Functional Stability Against Human Activities
Campus outdoor microbial communities performed functional stability against multiple stressors. For functional profiling, based on the present acquired 16S rRNA gene sequencing data, the various kinds of predictable methods like PICRUSt (Langille et al., 2013), Tax4Fun (Aßhauer et al., 2015), and FAPROTAX (Louca et al., 2016) can be the only option for microbial functional profiling. Here the results of PICRUSt have been shown, supplemented by the results of Tax4Fun and FAROTAX.
The table including the predicted functions by PICRUSt was provided in Supplementary Dataset 4. Gates and hotels were regarded as the interface between inside and outside of campus, harboring disturbances from the exchanges of people and vehicles. Principal component analysis (PCA) demonstrated relative taxonomic difference between Hotels [PERMANOVA test, R2 = 0.013, Pr (>F) = 0.007, Figure 5A] or Gates [PERMANOVA test, R2 = 0.017, Pr (>F) = 0.001, Figure 5B] versus others. However, for predicted function, the two comparisons showed coherent convergence [Hotels versus Others, PERMANOVA test, R2 = 0.002, Pr (>F) = 0.598, Figure 5F; Gates versus Others, R2 = 0.006, Pr (>F) = 0.187, Figure 5G]. The high similarity in functional composition among different partitions demonstrated functional stability of campus outdoor microbial communities in response to human activities.

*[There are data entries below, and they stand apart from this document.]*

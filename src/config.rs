use std::{fs, io, path::PathBuf};

use serde::Deserialize;
use thiserror::Error;

use crate::FuelType;

pub const DEFAULT_CACHE_TTL_MINUTES: u64 = 30;
pub const DEFAULT_RADIUS_KM: f64 = 10.0;

#[non_exhaustive]
#[derive(Debug, Error)]
pub enum ConfigError {
    #[error("Failed to locate config directory.")]
    ConfigDir,
    #[error("IO error: {0}")]
    Io(#[from] io::Error),
    #[error("Invalid config file: {0}")]
    Parse(#[from] toml::de::Error),
    #[error("Unknown fuel name in config: {0}")]
    UnknownFuel(String),
}

/// Contents of `config.toml`. Every key is optional; missing keys fall back
/// to built-in defaults, CLI flags override both.
#[non_exhaustive]
#[derive(Debug, Default, Deserialize)]
pub struct Config {
    pub feed_url: Option<String>,
    pub cache_ttl_minutes: Option<u64>,
    pub radius_km: Option<f64>,
    pub default_fuel: Option<String>,
}

impl Config {
    #[inline]
    pub fn default_fuel(&self) -> Result<FuelType, ConfigError> {
        self.default_fuel.as_ref().map_or(Ok(FuelType::default()), |name| {
            FuelType::from_name(name)
                .ok_or_else(|| ConfigError::UnknownFuel(name.clone()))
        })
    }
}

#[non_exhaustive]
pub struct ConfigManager {
    pub config_path: PathBuf,
}

impl ConfigManager {
    #[inline]
    pub fn new(custom_path: Option<PathBuf>) -> Result<Self, ConfigError> {
        let config_path = if let Some(path) = custom_path {
            path
        } else {
            let config_dir = dirs::config_dir()
                .ok_or(ConfigError::ConfigDir)?
                .join("fuelcli");

            fs::create_dir_all(&config_dir)?;

            config_dir.join("config.toml")
        };

        Ok(Self { config_path })
    }

    #[inline]
    pub fn init_default_config(&self) -> Result<(), ConfigError> {
        if !self.config_path.exists() {
            const DEFAULT_CONFIG: &str = r#"
# Override the ministry price-feed endpoint.
# feed_url = "https://geoportalgasolineras.es/rest/geoportalgasolineras/ListaPrecioGasolinerasSinGalp"

# How long a downloaded price snapshot stays fresh.
cache_ttl_minutes = 30

# Search radius for coordinate queries.
radius_km = 10.0

# One of: 95, 98, diesel, diesel-premium.
default_fuel = "95"
            "#;

            fs::write(&self.config_path, DEFAULT_CONFIG.trim())?;
        }
        Ok(())
    }

    /// A missing config file reads as the all-defaults config.
    #[inline]
    pub fn load(&self) -> Result<Config, ConfigError> {
        if !self.config_path.exists() {
            return Ok(Config::default());
        }

        let content = fs::read_to_string(&self.config_path)?;
        let config = toml::from_str(&content)?;

        Ok(config)
    }
}
use core::time::Duration;

use async_trait::async_trait;
use reqwest::Client;
use serde::Deserialize;
use tracing::debug;

use crate::{geo::Coordinates, FeedError, PriceFeed, Prices, Station};

const GEOPORTAL_URL: &str = "https://geoportalgasolineras.es/rest/geoportalgasolineras/ListaPrecioGasolinerasSinGalp";

const REQUEST_TIMEOUT: Duration = Duration::from_secs(10);

#[derive(Deserialize)]
struct PriceList {
    #[serde(rename = "ListaEESSPrecio")]
    stations: Vec<RawStation>,
}

/// One entry as the ministry publishes it: every field is a string, prices
/// and coordinates use comma decimals, absent values are empty strings.
#[derive(Deserialize)]
struct RawStation {
    #[serde(rename = "Rótulo", default)]
    brand: String,
    #[serde(rename = "Dirección", default)]
    address: String,
    #[serde(rename = "Municipio", default)]
    municipality: String,
    #[serde(rename = "Provincia", default)]
    province: String,
    #[serde(rename = "Horario", default)]
    schedule: String,
    #[serde(rename = "Latitud", default)]
    latitude: String,
    #[serde(rename = "Longitud (WGS84)", default)]
    longitude: String,
    #[serde(rename = "Precio Gasolina 95 E5", default)]
    gasoline_95: String,
    #[serde(rename = "Precio Gasolina 98 E5", default)]
    gasoline_98: String,
    #[serde(rename = "Precio Gasoleo A", default)]
    diesel_a: String,
    #[serde(rename = "Precio Gasoleo Premium", default)]
    diesel_premium: String,
}

impl RawStation {
    /// `None` for records with no usable price at all.
    fn into_station(self) -> Option<Station> {
        let prices = Prices {
            gasoline_95: parse_price(&self.gasoline_95),
            gasoline_98: parse_price(&self.gasoline_98),
            diesel_a: parse_price(&self.diesel_a),
            diesel_premium: parse_price(&self.diesel_premium),
        };

        if prices.is_empty() {
            return None;
        }

        let position =
            Coordinates::parse_feed(&self.latitude, &self.longitude);

        Some(Station::new(
            self.brand,
            self.address,
            self.municipality,
            self.province,
            self.schedule,
            position,
            prices,
        ))
    }
}

/// Comma-decimal price string to euro per liter. Empty and unparseable
/// values read as "not published".
fn parse_price(raw: &str) -> Option<f64> {
    let trimmed = raw.trim();
    if trimmed.is_empty() {
        return None;
    }

    let price: f64 = trimmed.replace(',', ".").parse().ok()?;

    (price > 0.0 && price.is_finite()).then_some(price)
}

/// Client for the Spanish ministry's public fuel-price endpoint.
#[non_exhaustive]
pub struct GeoportalFeed {
    url: String,
    client: Client,
}

impl GeoportalFeed {
    #[inline]
    pub fn new(url: Option<String>) -> Result<Self, FeedError> {
        let client = Client::builder()
            .timeout(REQUEST_TIMEOUT)
            .build()
            .map_err(FeedError::Network)?;

        Ok(Self {
            url: url.unwrap_or_else(|| GEOPORTAL_URL.to_owned()),
            client,
        })
    }
}

#[async_trait]
impl PriceFeed for GeoportalFeed {
    #[inline]
    fn name(&self) -> &'static str {
        "Geoportal Gasolineras"
    }

    #[inline]
    async fn fetch(&self) -> Result<Vec<Station>, FeedError> {
        debug!(url = %self.url, "fetching price feed");

        let response =
            self.client.get(&self.url).send().await.map_err(|err| {
                if err.is_timeout() {
                    FeedError::Timeout
                } else {
                    FeedError::Network(err)
                }
            })?;

        let status = response.status();
        if !status.is_success() {
            return Err(FeedError::Status(status));
        }

        // A body without `ListaEESSPrecio` is a server-side failure note.
        let list: PriceList = response
            .json()
            .await
            .map_err(|_err| FeedError::UnexpectedResponse)?;

        let total = list.stations.len();
        let stations: Vec<Station> = list
            .stations
            .into_iter()
            .filter_map(RawStation::into_station)
            .collect();

        debug!(
            total,
            kept = stations.len(),
            "parsed price feed, malformed records dropped"
        );

        Ok(stations)
    }
}

#[cfg(test)]
mod tests {
    use super::{parse_price, RawStation};

    fn raw(gasoline_95: &str, diesel_a: &str) -> RawStation {
        RawStation {
            brand: "REPSOL".to_owned(),
            address: "Av. de América 10".to_owned(),
            municipality: "Madrid".to_owned(),
            province: "Madrid".to_owned(),
            schedule: "L-D: 24H".to_owned(),
            latitude: "40,4168".to_owned(),
            longitude: "-3,7038".to_owned(),
            gasoline_95: gasoline_95.to_owned(),
            gasoline_98: String::new(),
            diesel_a: diesel_a.to_owned(),
            diesel_premium: String::new(),
        }
    }

    #[test]
    fn parses_comma_decimal_prices() {
        assert_eq!(parse_price("1,459"), Some(1.459));
        assert_eq!(parse_price(" 1,459 "), Some(1.459));
        assert_eq!(parse_price(""), None);
        assert_eq!(parse_price("   "), None);
        assert_eq!(parse_price("n/a"), None);
        assert_eq!(parse_price("0,000"), None);
    }

    #[test]
    fn record_with_prices_converts() {
        let station = raw("1,459", "1,399").into_station().unwrap();
        assert_eq!(station.prices.gasoline_95, Some(1.459));
        assert_eq!(station.prices.diesel_a, Some(1.399));
        assert!(station.position.is_some());
    }

    #[test]
    fn record_without_any_price_is_dropped() {
        assert!(raw("", "").into_station().is_none());
        assert!(raw("n/a", " ").into_station().is_none());
    }

    #[test]
    fn record_with_broken_coordinates_keeps_prices() {
        let mut record = raw("1,459", "");
        record.latitude = String::new();
        let station = record.into_station().unwrap();
        assert!(station.position.is_none());
    }
}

Figure 5. Taxonomical and functional stability assessment of campus outdoor microbial community through PCA and co-occurrence network analysis. (A–E) PCA analysis of the taxonomical compositions in different groups. For “Hotels and Others” and “Gate and Others,” 251 samples in HUST were analyzed at family level. As to “CCDL and Hotels,” 121 samples in HUST were included for analysis at family level, and for “CCDL and Gates,” 124 samples in HUST were analyzed at family level. For the comparison of microbial communities from different universities, totally 284 samples were collected from HUST, HZAU, CCNU, and WHU. (F–J) PCA was applied for comparison of samples’ functional structures in different groups. (K) PCA of the taxonomical compositions in samples collected in HUST in the summer of 2016 (10 samples), after the summer downpour (10 samples), and in the autumn of 2016 (14 samples). Samples from different sites were colored differently, while the shape of the scatters indicated three different sampling times with corresponding confidence ellipses. Co-occurrence networks were also generated to reveal the overall structure dynamics of microbial communities (L) in the summer of 2016, (M) after the summer downpour of 2016, and (N) in the autumn of 2016.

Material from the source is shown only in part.